17 de abril de 510 a. C.
Los golpes desvanecieron las imágenes de la mente de Alejandro. El joven, miembro de la guardia personal de Glauco, estaba recordando con amargura la noche anterior. Él era uno de los que se habían apostado en las puertas de la sala de banquetes para que no saliera nadie mientras su señor desenmascaraba al pobre Tésalo.
«Gracias a la ayuda de Akenón, ese maldito egipcio».
Había compartido con Tésalo numerosas partidas de dados. Era un buen hombre, tranquilo, simpático, siempre con una sonrisa en la boca. Jamás olvidaría su horrible muerte.
Los golpes se repitieron y Alejandro se acercó a la puerta exterior de doble hoja. Su compañero permaneció junto a la puerta interior, al otro lado del pasillo de acceso.
A través de la mirilla metálica vio a una mujer de unos treinta años, de pie junto a la puerta. Tras ella había dos hombres con apariencia inofensiva. Los tres iban vestidos con sencillas túnicas blancas, sin broches ni otros adornos, y ninguno parecía llevar armas.
Descorrió el cerrojo y abrió una de las hojas.
—¿Es ésta la residencia de Glauco? —la mujer habló antes de que lo hiciera Alejandro.
«¿Quién es esta mujer, que se comporta como si fuese un hombre?», se dijo el guardia un poco ofendido.
—¿Quién lo pregunta? —interrogó con brusquedad.
—Soy Ariadna de Crotona. Buscamos a Akenón.

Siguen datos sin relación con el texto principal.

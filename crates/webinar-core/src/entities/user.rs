//! User entity - the identity of a caller

use crate::value_objects::UserId;

/// Caller of a use case
///
/// Only the identifier matters to the webinar use cases; profile data lives
/// with the identity provider. A request without credentials is carried as
/// the anonymous user, whose id is empty.
#[derive(Debug, Clone, PartialEq, Eq)]
pub struct User {
    pub id: UserId,
}

impl User {
    /// Create a new User
    pub fn new(id: impl Into<UserId>) -> Self {
        Self { id: id.into() }
    }

    /// Caller that presented no credentials
    pub fn anonymous() -> Self {
        Self {
            id: UserId::new(""),
        }
    }

    /// Check if this caller presented no credentials
    #[inline]
    pub fn is_anonymous(&self) -> bool {
        self.id.is_blank()
    }
}

impl From<UserId> for User {
    fn from(id: UserId) -> Self {
        Self { id }
    }
}
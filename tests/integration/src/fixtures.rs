//! Test fixtures and data generators
//!
//! Provides reusable test data for integration tests.

use chrono::{DateTime, TimeZone, Utc};
use serde::{Deserialize, Serialize};

/// Unique webinar id so tests never collide on a shared database
pub fn unique_webinar_id() -> String {
    format!("webinar-{}", uuid::Uuid::new_v4())
}

/// Create webinar request body
#[derive(Debug, Clone, Serialize)]
#[serde(rename_all = "camelCase")]
pub struct CreateWebinarRequest {
    pub id: String,
    pub title: String,
    pub seats: i32,
    pub start_date: DateTime<Utc>,
    pub end_date: DateTime<Utc>,
    pub organizer_id: String,
}

impl CreateWebinarRequest {
    /// A one-hour webinar owned by `organizer_id`
    pub fn unique(organizer_id: &str, seats: i32) -> Self {
        Self {
            id: unique_webinar_id(),
            title: "Webinar title".to_string(),
            seats,
            start_date: Utc.with_ymd_and_hms(2023, 1, 1, 0, 0, 0).single().unwrap_or_default(),
            end_date: Utc.with_ymd_and_hms(2023, 1, 1, 1, 0, 0).single().unwrap_or_default(),
            organizer_id: organizer_id.to_string(),
        }
    }
}

/// Change seats request body
#[derive(Debug, Clone, Serialize)]
pub struct ChangeSeatsRequest {
    pub seats: i32,
}

/// `{"message": ...}` acknowledgement
#[derive(Debug, Deserialize)]
pub struct MessageResponse {
    pub message: String,
}

/// Error body
#[derive(Debug, Deserialize)]
pub struct ErrorResponse {
    pub error: String,
    pub code: String,
}

/// Webinar body
#[derive(Debug, Deserialize)]
#[serde(rename_all = "camelCase")]
pub struct WebinarResponse {
    pub id: String,
    pub organizer_id: String,
    pub title: String,
    pub start_date: DateTime<Utc>,
    pub end_date: DateTime<Utc>,
    pub seats: i32,
}
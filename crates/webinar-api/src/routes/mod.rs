//! Route definitions

use axum::{
    routing::{get, post},
    Router,
};

use crate::handlers::{health, webinars};
use crate::state::AppState;

/// Create the main router with all routes
pub fn create_router() -> Router<AppState> {
    Router::new()
        .merge(webinar_routes())
        .merge(health_routes())
}

/// Health check routes
pub fn health_routes() -> Router<AppState> {
    Router::new()
        .route("/health", get(health::health_check))
        .route("/health/ready", get(health::readiness_check))
}

/// Webinar routes
fn webinar_routes() -> Router<AppState> {
    Router::new()
        .route("/webinars", post(webinars::create_webinar))
        .route("/webinars/:webinar_id", get(webinars::get_webinar))
        .route("/webinars/:webinar_id/seats", post(webinars::change_seats))
}
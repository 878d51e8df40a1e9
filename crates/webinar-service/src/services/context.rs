//! Service context - dependency container for services
//!
//! Built once at startup by the composition root. The repository is injected
//! as a trait object so the same services run against PostgreSQL or memory.

use std::sync::Arc;

use webinar_common::auth::JwtService;
use webinar_core::traits::WebinarRepository;
use webinar_db::PgPool;

/// Service context containing all dependencies
#[derive(Clone)]
pub struct ServiceContext {
    // Database pool, absent when running on the in-memory backend
    pool: Option<PgPool>,

    // Repositories
    webinar_repo: Arc<dyn WebinarRepository>,

    // Services
    jwt_service: Arc<JwtService>,
}

impl ServiceContext {
    /// Create a new service context with all dependencies
    pub fn new(
        pool: Option<PgPool>,
        webinar_repo: Arc<dyn WebinarRepository>,
        jwt_service: Arc<JwtService>,
    ) -> Self {
        Self {
            pool,
            webinar_repo,
            jwt_service,
        }
    }

    // === Database Pool ===

    /// Get the PostgreSQL connection pool, if one is configured
    pub fn pool(&self) -> Option<&PgPool> {
        self.pool.as_ref()
    }

    // === Repositories ===

    /// Get the webinar repository
    pub fn webinar_repo(&self) -> &dyn WebinarRepository {
        self.webinar_repo.as_ref()
    }

    // === Services ===

    /// Get the JWT service
    pub fn jwt_service(&self) -> &JwtService {
        self.jwt_service.as_ref()
    }
}

impl std::fmt::Debug for ServiceContext {
    fn fmt(&self, f: &mut std::fmt::Formatter<'_>) -> std::fmt::Result {
        f.debug_struct("ServiceContext")
            .field("pool", &self.pool.as_ref().map(|_| "PgPool"))
            .field("webinar_repo", &"dyn WebinarRepository")
            .field("jwt_service", &self.jwt_service)
            .finish()
    }
}

/// Builder for creating ServiceContext with custom configuration
#[derive(Default)]
pub struct ServiceContextBuilder {
    pool: Option<PgPool>,
    webinar_repo: Option<Arc<dyn WebinarRepository>>,
    jwt_service: Option<Arc<JwtService>>,
}

impl ServiceContextBuilder {
    pub fn new() -> Self {
        Self::default()
    }

    pub fn pool(mut self, pool: PgPool) -> Self {
        self.pool = Some(pool);
        self
    }

    pub fn webinar_repo(mut self, repo: Arc<dyn WebinarRepository>) -> Self {
        self.webinar_repo = Some(repo);
        self
    }

    pub fn jwt_service(mut self, service: Arc<JwtService>) -> Self {
        self.jwt_service = Some(service);
        self
    }

    /// Build the ServiceContext
    ///
    /// # Errors
    /// Returns `ServiceError::Internal` if any required dependency is missing
    pub fn build(self) -> super::error::ServiceResult<ServiceContext> {
        Ok(ServiceContext::new(
            self.pool,
            self.webinar_repo
                .ok_or_else(|| super::error::ServiceError::internal("webinar_repo is required"))?,
            self.jwt_service
                .ok_or_else(|| super::error::ServiceError::internal("jwt_service is required"))?,
        ))
    }
}
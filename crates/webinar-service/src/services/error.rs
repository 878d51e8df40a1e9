//! Service layer error types
//!
//! Provides a unified error type for all service operations.

use std::fmt;
use webinar_common::{domain_status_code, AppError};
use webinar_core::DomainError;

/// Service layer error type
#[derive(Debug)]
pub enum ServiceError {
    /// Domain rule violation
    Domain(DomainError),

    /// Application error (auth, configuration, etc.)
    App(AppError),

    /// Internal error
    Internal(String),
}

impl fmt::Display for ServiceError {
    fn fmt(&self, f: &mut fmt::Formatter<'_>) -> fmt::Result {
        match self {
            Self::Domain(e) => write!(f, "{e}"),
            Self::App(e) => write!(f, "{e}"),
            Self::Internal(msg) => write!(f, "Internal error: {msg}"),
        }
    }
}

impl std::error::Error for ServiceError {
    fn source(&self) -> Option<&(dyn std::error::Error + 'static)> {
        match self {
            Self::Domain(e) => Some(e),
            Self::App(e) => Some(e),
            Self::Internal(_) => None,
        }
    }
}

impl ServiceError {
    /// Create an internal error
    pub fn internal(msg: impl Into<String>) -> Self {
        Self::Internal(msg.into())
    }

    /// Borrow the domain error, if this is one
    pub fn as_domain(&self) -> Option<&DomainError> {
        match self {
            Self::Domain(e) => Some(e),
            _ => None,
        }
    }

    /// Get the HTTP status code for this error
    pub fn status_code(&self) -> u16 {
        match self {
            Self::Domain(e) => domain_status_code(e),
            Self::App(e) => e.status_code(),
            Self::Internal(_) => 500,
        }
    }

    /// Get the error code for API responses
    pub fn error_code(&self) -> &str {
        match self {
            Self::Domain(e) => e.code(),
            Self::App(e) => e.error_code(),
            Self::Internal(_) => "INTERNAL_ERROR",
        }
    }
}

impl From<DomainError> for ServiceError {
    fn from(err: DomainError) -> Self {
        Self::Domain(err)
    }
}

impl From<AppError> for ServiceError {
    fn from(err: AppError) -> Self {
        Self::App(err)
    }
}

impl From<ServiceError> for AppError {
    fn from(err: ServiceError) -> Self {
        match err {
            ServiceError::Domain(e) => AppError::Domain(e),
            ServiceError::App(e) => e,
            ServiceError::Internal(msg) => AppError::Internal(anyhow::anyhow!(msg)),
        }
    }
}

/// Result type for service operations
pub type ServiceResult<T> = Result<T, ServiceError>;
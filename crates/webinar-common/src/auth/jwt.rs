//! JWT utilities for authentication
//!
//! Verifies bearer tokens issued by the identity provider using the
//! `jsonwebtoken` crate. Tokens carry the caller's user id in `sub`.

use chrono::{Duration, Utc};
use jsonwebtoken::{decode, encode, DecodingKey, EncodingKey, Header, Validation};
use serde::{Deserialize, Serialize};
use webinar_core::UserId;

use crate::error::AppError;

/// JWT claims structure
#[derive(Debug, Clone, Serialize, Deserialize)]
pub struct Claims {
    /// Subject (user ID)
    pub sub: String,
    /// Issued at (Unix timestamp)
    pub iat: i64,
    /// Expiration time (Unix timestamp)
    pub exp: i64,
}

impl Claims {
    /// Get the user ID carried by the token
    ///
    /// # Errors
    /// Returns an error if the subject is blank
    pub fn user_id(&self) -> Result<UserId, AppError> {
        let id = UserId::new(self.sub.clone());
        if id.is_blank() {
            return Err(AppError::InvalidToken);
        }
        Ok(id)
    }

    /// Check if the token is expired
    #[must_use]
    pub fn is_expired(&self) -> bool {
        Utc::now().timestamp() > self.exp
    }
}

/// JWT service for encoding and decoding tokens
#[derive(Clone)]
pub struct JwtService {
    encoding_key: EncodingKey,
    decoding_key: DecodingKey,
    access_token_expiry: i64,
}

impl JwtService {
    /// Create a new JWT service with the given secret and expiry time
    #[must_use]
    pub fn new(secret: &str, access_token_expiry: i64) -> Self {
        Self {
            encoding_key: EncodingKey::from_secret(secret.as_bytes()),
            decoding_key: DecodingKey::from_secret(secret.as_bytes()),
            access_token_expiry,
        }
    }

    /// Issue an access token for a user
    ///
    /// # Errors
    /// Returns an error if token encoding fails
    pub fn generate_access_token(&self, user_id: &UserId) -> Result<String, AppError> {
        let now = Utc::now();
        let claims = Claims {
            sub: user_id.to_string(),
            iat: now.timestamp(),
            exp: (now + Duration::seconds(self.access_token_expiry)).timestamp(),
        };

        encode(&Header::default(), &claims, &self.encoding_key)
            .map_err(|_| AppError::Internal(anyhow::anyhow!("Failed to encode JWT")))
    }

    /// Decode and validate a JWT token
    ///
    /// # Errors
    /// Returns an error if the token is invalid or expired
    pub fn decode_token(&self, token: &str) -> Result<Claims, AppError> {
        let validation = Validation::default();

        let token_data = decode::<Claims>(token, &self.decoding_key, &validation).map_err(|e| {
            match e.kind() {
                jsonwebtoken::errors::ErrorKind::ExpiredSignature => AppError::TokenExpired,
                _ => AppError::InvalidToken,
            }
        })?;

        Ok(token_data.claims)
    }

    /// Validate an access token and return the caller's user ID
    ///
    /// # Errors
    /// Returns an error if the token is invalid, expired, or has a blank subject
    pub fn authenticate(&self, token: &str) -> Result<UserId, AppError> {
        self.decode_token(token)?.user_id()
    }

    /// Access token lifetime in seconds
    #[must_use]
    pub fn access_token_expiry(&self) -> i64 {
        self.access_token_expiry
    }
}

impl std::fmt::Debug for JwtService {
    fn fmt(&self, f: &mut std::fmt::Formatter<'_>) -> std::fmt::Result {
        f.debug_struct("JwtService")
            .field("access_token_expiry", &self.access_token_expiry)
            .finish_non_exhaustive()
    }
}
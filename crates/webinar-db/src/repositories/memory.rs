//! In-memory implementation of WebinarRepository
//!
//! Backed by a `DashMap` keyed by webinar id. Used by use-case tests and by
//! the server when `STORAGE_BACKEND=memory`.

use async_trait::async_trait;
use dashmap::mapref::entry::Entry;
use dashmap::DashMap;
use tracing::instrument;

use webinar_core::entities::Webinar;
use webinar_core::error::DomainError;
use webinar_core::traits::{RepoResult, WebinarRepository};
use webinar_core::value_objects::WebinarId;

/// In-memory webinar store
#[derive(Debug, Default)]
pub struct InMemoryWebinarRepository {
    webinars: DashMap<WebinarId, Webinar>,
}

impl InMemoryWebinarRepository {
    /// Create an empty repository
    #[must_use]
    pub fn new() -> Self {
        Self::default()
    }

    /// Create a repository seeded with webinars
    pub fn with_webinars(webinars: impl IntoIterator<Item = Webinar>) -> Self {
        let repo = Self::new();
        for webinar in webinars {
            repo.webinars.insert(webinar.id.clone(), webinar);
        }
        repo
    }

    /// Synchronous lookup, for assertions in tests
    #[must_use]
    pub fn get(&self, id: &WebinarId) -> Option<Webinar> {
        self.webinars.get(id).map(|entry| entry.value().clone())
    }

    /// Number of stored webinars
    #[must_use]
    pub fn len(&self) -> usize {
        self.webinars.len()
    }

    /// Check if the store is empty
    #[must_use]
    pub fn is_empty(&self) -> bool {
        self.webinars.is_empty()
    }

    /// Remove every stored webinar
    pub fn clear(&self) {
        self.webinars.clear();
    }
}

#[async_trait]
impl WebinarRepository for InMemoryWebinarRepository {
    #[instrument(skip(self))]
    async fn find_by_id(&self, id: &WebinarId) -> RepoResult<Option<Webinar>> {
        Ok(self.get(id))
    }

    #[instrument(skip(self), fields(webinar_id = %webinar.id))]
    async fn create(&self, webinar: &Webinar) -> RepoResult<()> {
        match self.webinars.entry(webinar.id.clone()) {
            Entry::Occupied(_) => Err(DomainError::WebinarAlreadyExists(webinar.id.clone())),
            Entry::Vacant(slot) => {
                slot.insert(webinar.clone());
                Ok(())
            }
        }
    }

    #[instrument(skip(self), fields(webinar_id = %webinar.id))]
    async fn update(&self, webinar: &Webinar) -> RepoResult<()> {
        match self.webinars.get_mut(&webinar.id) {
            Some(mut stored) => {
                *stored = webinar.clone();
                Ok(())
            }
            None => Err(DomainError::WebinarNotFound),
        }
    }
}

Tengo entendido que lo encontraremos aquí.
«El maldito egipcio». Alejandro sintió que el rencor le quemaba el estómago y apretó el mango de su lanza.
Dirigió a la mujer una mirada hostil y tuvo el impulso de mostrarse grosero, o al menos responderle que Akenón no estaba; sin embargo, por lo que había visto hasta entonces el egipcio era un invitado muy valorado por su señor. Más le valía tragarse el resentimiento.
—Voy a avisar para que lo llamen —dijo de mala gana.
Cerró la puerta en las narices de Ariadna. Era la única satisfacción que podía darse, al menos de momento.
Ariadna sonrió. «No parece que Akenón vaya por ahí haciendo amigos». Tenía curiosidad por conocerlo. Dio la vuelta, salió del pórtico y se dispuso a esperar junto a sus compañeros.
Se dio cuenta de que estaba nerviosa. Hasta ese momento había dado por hecho que el egipcio diría que sí, pero lo cierto era que no tenía ninguna garantía de ello.
«Quiera Apolo que acepte nuestra invitación».
Cruzó los brazos y mantuvo la mirada clavada en la puerta.
Bóreas y Akenón se sostenían la mirada en silencio. El sol incidía directamente en la piel del gigante tracio, resaltando su matiz rojizo. Los dos permanecían inmóviles, como si el tiempo se hubiese congelado.
Finalmente Akenón tiró de las riendas de su mula hacia la salida. Aunque no quitaba la vista de Bóreas, por el rabillo del ojo pudo ver que la puerta estaba cerrada. Tendría que llamar y esperar a que le abrieran.
La mula echó a andar. El sonido de los cascos pareció incitar a Bóreas, que descruzó sus enormes brazos. Akenón sintió que se le helaba la sangre y comenzó a desenvainar su espada.